GAIL bets on imported gas; Q3 net up 13%

Our Bureau Updated - March 12, 2018 at 03:03 PM.

Tripathi Gail

GAIL (India) Ltd is betting on imported gas to meet the country’s energy requirements. The company plans to buy four spot cargoes in January-March quarter of the current fiscal, the GAIL Chairman and Managing Director, Mr B.C. Tripathi, said.

Speaking to newspersons after the company’s board meeting here on Monday, he said to meet the domestic demand the company is aggressively looking at short-term/long-term contracts.

GAIL has been in talks with five-six players including Macquarie Energy to source liquefied natural gas (LNG). The price of gas should be attractive enough for GAIL to get it into India, he said.

Q3 results

The 13 per cent increase in the net profit for the third quarter of the current fiscal versus the same quarter last year at Rs 1,091 crore was mainly driven by three components – higher revenues from natural gas trading business, higher volumes and price realisation from LPG as well as better price realisation from petrochemicals business.

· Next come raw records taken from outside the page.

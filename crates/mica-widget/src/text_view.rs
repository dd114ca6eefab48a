//! Host-side text view abstraction.

use std::any::Any;
use std::rc::Rc;

use mica_core::EventHandler;

/// Operations a mounted text surface must support.
///
/// Hosts implement this for their real toolkit view; tests implement it
/// with a plain struct that records calls.
pub trait TextViewOps: Any {
    fn set_text(&mut self, text: &str);
    fn text(&self) -> String;
    fn set_hint(&mut self, hint: &str);
    fn set_text_size_px(&mut self, px: i32);
    fn set_editable(&mut self, editable: bool);
    /// Installs or removes the change listener. The view is expected to
    /// call [`EventHandler::dispatch`] with a [`crate::TextChangedEvent`]
    /// whenever its text changes.
    fn set_text_changed_listener(&mut self, listener: Option<EventHandler>);
    fn request_focus(&mut self) -> bool;
    fn clear_focus(&mut self);
    fn as_any(&self) -> &dyn Any;
    fn as_any_mut(&mut self) -> &mut dyn Any;
}

/// Creates fresh view surfaces for the mount-content pool.
pub trait TextViewFactory {
    fn create(&self) -> Box<dyn TextViewOps>;
}

impl<F> TextViewFactory for F
where
    F: Fn() -> Box<dyn TextViewOps>,
{
    fn create(&self) -> Box<dyn TextViewOps> {
        (self)()
    }
}

/// Concrete mount content wrapping a host view.
///
/// Mount content travels through the pool as `Box<dyn Any>`, so widgets
/// need one concrete type to downcast back to.
pub struct TextViewContent {
    pub view: Box<dyn TextViewOps>,
}

impl TextViewContent {
    pub fn new(factory: &Rc<dyn TextViewFactory>) -> Self {
        Self {
            view: factory.create(),
        }
    }
}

GAIL registered a turnover of Rs 11,260 crore in the third quarter, a 35 per cent increase over the turnover in the corresponding period during the last financial year.

Capex plans

The company has plans to spend around Rs 9,000 crore on capital expenditure this in 2012-13, he said. The company plans to raise loans worth Rs 5,000 crore for the next fiscal year, he said adding that between now and March it will raise $100 million.

Marketing margin

On the Government’s move to ask the Petroleum & Natural Gas Regulatory Board (PNGRB) to determine the quantum of marketing margin that marketer of gas can charge the consumers, he said that his company has taken up with the Government that imported gas be excluded.

The Petroleum Ministry has asked the board to look into the marketing margin charged by players such as Reliance Industries and GAIL on the sale of domestic gas and imported LNG.

GAIL charges a $0.20/ mmBtu marketing margin on gas produced from the Panna/Mukta and Tapti joint venture fields and a similar rate on the sale of LNG. The margin charged by GAIL increases by 5 per cent every year.

It also charges a fixed marketing margin of $0.11/mmBtu on selling gas produced ONGC and Oil India fields.

GAIL shares closed at Rs 369.95 on the BSE on Monday.